Dundee lost his wife, Helen, after a long illness in December. "She was the toughest fighter I ever had," he says. "She was my buddy. Fifty-eight years with the same chick.

"Now I want to make 90 because after Don King [who was 80 last week] I will be the oldest boxing guy around. I am forever young because I am always dealing with young people but if it's a physical endeavour, I am in trouble. When you are 89 years old, you are not that sprightly doing push-ups, but mentally I am there.

"I feel blessed and I am happy I had the life I had. We had fun, didn't we? I hope I can hang around because I think I can add a little something. You gotta have something to do, or you go goofy. I don't want to go goofy."

Haye's off his head if he retires

David Haye would be "crazy" to retire after losing to Wladimir Klitschko, according to Angelo Dundee, writes Alan Hubbard. The veteran trainer admits he was sucker-punched into believing Haye would win after watching him in his Miami gym.

"I'm the worst picker in the world but I thought he'd knock out Klitschko. I was broken-hearted for the kid. He was looking so good. He genuinely had a great shot but who knows what tricks a fighter's mind when he goes into the ring. He had the speed, the punch and the balance. I told him in the gym, when the guy raids on you, slide, get under the jab and throw the hook. He knew what to do, so why the hell didn't he do it? He shoulda given it his best shot. You can't look back and say, hey, I never tried it.

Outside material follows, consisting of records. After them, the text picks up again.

//! Observable Nodes
//!
//! A node is the single piece of state behind every observable: the current
//! activation value (if any) and the ordered table of watchers. Controllers
//! and combinators are thin handles over a node.
//!
//! # Transitions
//!
//! A node changes state only through two transitions:
//!
//! - `Activate(value)`: if already active, deactivate first. Then store the
//!   value and enter every watcher in registration order.
//! - `Deactivate`: if inactive, nothing happens. Otherwise clear the value
//!   and exit every watcher in reverse registration order.
//!
//! Exiting a watcher deactivates its relay node (the observable returned by
//! `watch`) before the watcher's own scope is closed, so chained watchers
//! unwind last-in first-out.
//!
//! # Reentrancy
//!
//! Watcher callbacks run while the node is mid-transition and may request
//! another transition on the same node. Such requests are queued and run,
//! in order, as soon as the in-flight transition completes, before the
//! outermost call returns. No borrow of the node state is held while user
//! code runs.
//!
//! Attaching a watcher to an active node is itself a queued transition, so
//! a factory that sets or resets the node during `watch` is serialized like
//! any other handler. A reset requested from an exit handler while the node
//! is already inactive, with nothing queued behind it, is dropped: it would
//! otherwise undo the activation that follows.
//!
//! A relay is only ever driven from its parent's transitions, and a parent
//! queues its own reentrant requests until the relay's transition returns.
//! The relay is therefore idle whenever its parent exits the watcher, and
//! its deactivation runs to completion before the parent scope closes.

use std::cell::RefCell;
use std::rc::Rc;

use indexmap::IndexMap;
use smallvec::SmallVec;
use tracing::{debug, error, trace};

use super::scope::{BoxedScope, ScopeFactory};
use super::subscriber::{NodeId, WatcherId};
use crate::config::ReactiveConfig;
use crate::error::{ReactiveError, Result};

/// A state change requested on a node.
pub(crate) enum Transition<T> {
    Activate(T),
    Deactivate,
    /// Enter one newly registered watcher if the node is still active.
    Enter(WatcherId),
}

impl<T> Transition<T> {
    fn kind(&self) -> &'static str {
        match self {
            Transition::Activate(_) => "activate",
            Transition::Deactivate => "deactivate",
            Transition::Enter(_) => "enter",
        }
    }
}

/// A registered factory and the scope it currently has open.
struct Watcher<T> {
    factory: Rc<dyn ScopeFactory<T>>,

    /// Present exactly while this watcher is entered.
    scope: Option<BoxedScope>,

    /// Active while this watcher is entered; handed out by `watch`.
    relay: Rc<Node<T>>,
}

struct NodeState<T> {
    value: Option<T>,

    /// Watchers in registration order.
    watchers: IndexMap<WatcherId, Watcher<T>>,

    /// Set while a transition is being applied.
    transitioning: bool,

    /// Reentrant requests waiting for the in-flight transition.
    pending: SmallVec<[Transition<T>; 1]>,
}

/// Shared state behind an observable.
pub(crate) struct Node<T> {
    id: NodeId,
    config: ReactiveConfig,
    state: RefCell<NodeState<T>>,
}

impl<T> Node<T>
where
    T: Clone + 'static,
{
    pub(crate) fn new(config: ReactiveConfig) -> Rc<Self> {
        Rc::new(Self {
            id: NodeId::new(),
            config,
            state: RefCell::new(NodeState {
                value: None,
                watchers: IndexMap::new(),
                transitioning: false,
                pending: SmallVec::new(),
            }),
        })
    }

    pub(crate) fn id(&self) -> NodeId {
        self.id
    }

    pub(crate) fn config(&self) -> ReactiveConfig {
        self.config
    }

    pub(crate) fn is_active(&self) -> bool {
        self.state.borrow().value.is_some()
    }

    pub(crate) fn value(&self) -> Option<T> {
        self.state.borrow().value.clone()
    }

    pub(crate) fn watcher_count(&self) -> usize {
        self.state.borrow().watchers.len()
    }

    /// Apply a transition, or queue it if one is already in flight.
    ///
    /// Returns an error only when this call drained the queue and the queue
    /// outgrew `max_chained_transitions`.
    pub(crate) fn submit(&self, transition: Transition<T>) -> Result<()> {
        {
            let mut state = self.state.borrow_mut();
            if state.transitioning {
                if matches!(transition, Transition::Deactivate)
                    && state.value.is_none()
                    && state.pending.is_empty()
                {
                    trace!(node = %self.id, "dropping reentrant deactivate on inactive node");
                    return Ok(());
                }
                trace!(node = %self.id, kind = transition.kind(), "queueing reentrant transition");
                state.pending.push(transition);
                return Ok(());
            }
            state.transitioning = true;
        }

        let _guard = TransitionGuard { node: self };
        let limit = self.config.max_chained_transitions;
        let mut drained = 0usize;
        let mut next = transition;

        loop {
            match next {
                Transition::Activate(value) => self.run_activate(value),
                Transition::Deactivate => self.run_deactivate(),
                Transition::Enter(id) => self.run_enter(id),
            }

            let mut state = self.state.borrow_mut();
            if state.pending.is_empty() {
                return Ok(());
            }

            drained += 1;
            if drained > limit {
                let discarded = state.pending.len();
                state.pending.clear();
                error!(
                    node = %self.id,
                    limit,
                    discarded,
                    "transition limit exceeded, discarding pending transitions"
                );
                return Err(ReactiveError::TransitionLimit {
                    node: self.id,
                    limit,
                });
            }
            next = state.pending.remove(0);
        }
    }

    /// Submit a transition on behalf of an upstream watcher.
    ///
    /// Watcher callbacks cannot propagate errors; `submit` has already
    /// logged any failure.
    pub(crate) fn forward(&self, transition: Transition<T>) {
        let _ = self.submit(transition);
    }

    /// Register a watcher, entering it at once if the node is active.
    ///
    /// When called from a handler of this node, the entry waits for the
    /// in-flight transition. Returns the watcher's relay node.
    pub(crate) fn watch(&self, factory: Rc<dyn ScopeFactory<T>>) -> Rc<Node<T>> {
        let relay = Node::new(self.config);
        let id = WatcherId::new();

        let current = {
            let mut state = self.state.borrow_mut();
            state.watchers.insert(
                id,
                Watcher {
                    factory,
                    scope: None,
                    relay: Rc::clone(&relay),
                },
            );
            state.value.clone()
        };
        trace!(node = %self.id, watcher = ?id, active = current.is_some(), "watcher registered");

        if current.is_some() {
            self.forward(Transition::Enter(id));
        }
        relay
    }

    fn run_enter(&self, id: WatcherId) {
        let Some(value) = self.value() else {
            return;
        };
        self.enter_watcher(id, &value);
    }

    fn run_activate(&self, value: T) {
        self.run_deactivate();

        let ids: SmallVec<[WatcherId; 8]> = {
            let mut state = self.state.borrow_mut();
            state.value = Some(value.clone());
            state.watchers.keys().copied().collect()
        };
        debug!(node = %self.id, watchers = ids.len(), "activating");

        for id in ids {
            self.enter_watcher(id, &value);
        }
    }

    fn run_deactivate(&self) {
        let ids: SmallVec<[WatcherId; 8]> = {
            let mut state = self.state.borrow_mut();
            if state.value.take().is_none() {
                return;
            }
            state.watchers.keys().rev().copied().collect()
        };
        debug!(node = %self.id, watchers = ids.len(), "deactivating");

        for id in ids {
            self.exit_watcher(id);
        }
    }

    fn enter_watcher(&self, id: WatcherId, value: &T) {
        let (factory, relay) = {
            let state = self.state.borrow();
            match state.watchers.get(&id) {
                Some(watcher) if watcher.scope.is_none() => {
                    (Rc::clone(&watcher.factory), Rc::clone(&watcher.relay))
                }
                _ => return,
            }
        };

        trace!(node = %self.id, watcher = ?id, "entering watcher");
        let scope = factory.create(value);
        if let Some(watcher) = self.state.borrow_mut().watchers.get_mut(&id) {
            watcher.scope = Some(scope);
        }

        relay.forward(Transition::Activate(value.clone()));
    }

    /// Deactivate the watcher's relay, then close its scope.
    ///
    /// The relay is idle here (see the module docs), so its watchers have
    /// all exited by the time `scope` closes.
    fn exit_watcher(&self, id: WatcherId) {
        let (scope, relay) = {
            let mut state = self.state.borrow_mut();
            let Some(watcher) = state.watchers.get_mut(&id) else {
                return;
            };
            let Some(scope) = watcher.scope.take() else {
                return;
            };
            (scope, Rc::clone(&watcher.relay))
        };

        relay.forward(Transition::Deactivate);

        trace!(node = %self.id, watcher = ?id, "exiting watcher");
        scope.close();
    }
}

/// Clears the transitioning flag when a drain finishes, including by panic.
struct TransitionGuard<'a, T> {
    node: &'a Node<T>,
}

impl<T> Drop for TransitionGuard<'_, T> {
    fn drop(&mut self) {
        if let Ok(mut state) = self.node.state.try_borrow_mut() {
            state.transitioning = false;
            state.pending.clear();
        } else {
            error!(node = %self.node.id, "node state still borrowed, transitioning flag left set");
        }
    }
}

"I hear he is talking about quitting but that's the dumbest thing he could do. He's gotta be out of his mind – one loss does not make a bad fighter. There's nothing wrong in getting beat – look at Muhammad. Haye can still lick a lot of fighters. I am not saying he would beat Wladimir in a return and I'd tell him to keep away from the bigger guy [Vitali Klitschko].

"My God, he's a terror. He'd give him an even worse time. I feel sorry for anyone who meets him. He'd have given Muhammad an ugly fight, though he would have stopped the younger guy real quick."